[[ Provided data open ]]

// Unless otherwise noted, this file is released and thus subject to the
// terms of the Mozilla Public License Version 2.0 (MPL2). Also, it is
// "Incompatible With Secondary Licenses", as defined by the MPL2.
// If a copy of the MPL2 was not distributed with this file, you can
// obtain one at https://mozilla.org/MPL/2.0/.

use common::{components::scheduler::Kind, TimeS};
use NdsEvent::*;

use crate::Nds;

#[derive(Copy, Clone, Eq, PartialEq)]
#[cfg_attr(feature = "serde", derive(serde::Deserialize, serde::Serialize))]
pub enum NdsEvent {
    /// The current `step` call has used up its cycle budget.
    StepDone,
    /// The geometry engine finishes a command.
    GxCommand { cmd: u8 },
}

impl NdsEvent {
    pub fn dispatch(self, ds: &mut Nds, _late_by: TimeS) {
        match self {
            StepDone => ds.running = false,
            GxCommand { cmd } => ds.gx_execute(cmd),
        }
    }
}

impl Kind for NdsEvent {}

impl Default for NdsEvent {
    fn default() -> Self {
        Self::StepDone
    }
}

[[ Provided data closed ]]

Task objective → What you return must match the records above exactly.

Response area →
// Unless otherwise noted, this file is released and thus subject to the
// terms of the Mozilla Public License Version 2.0 (MPL2). Also, it is
// "Incompatible With Secondary Licenses", as defined by the MPL2.
// If a copy of the MPL2 was not distributed with this file, you can
// obtain one at https://mozilla.org/MPL/2.0/.

use common::{components::scheduler::Kind, TimeS};
use NdsEvent::*;

use crate::Nds;

#[derive(Copy, Clone, Eq, PartialEq)]
#[cfg_attr(feature = "serde", derive(serde::Deserialize, serde::Serialize))]
pub enum NdsEvent {
    /// The current `step` call has used up its cycle budget.
    StepDone,
    /// The geometry engine finishes a command.
    GxCommand { cmd: u8 },
}

impl NdsEvent {
    pub fn dispatch(self, ds: &mut Nds, _late_by: TimeS) {
        match self {
            StepDone => ds.running = false,
            GxCommand { cmd } => ds.gx_execute(cmd),
        }
    }
}

impl Kind for NdsEvent {}

impl Default for NdsEvent {
    fn default() -> Self {
        Self::StepDone
    }
}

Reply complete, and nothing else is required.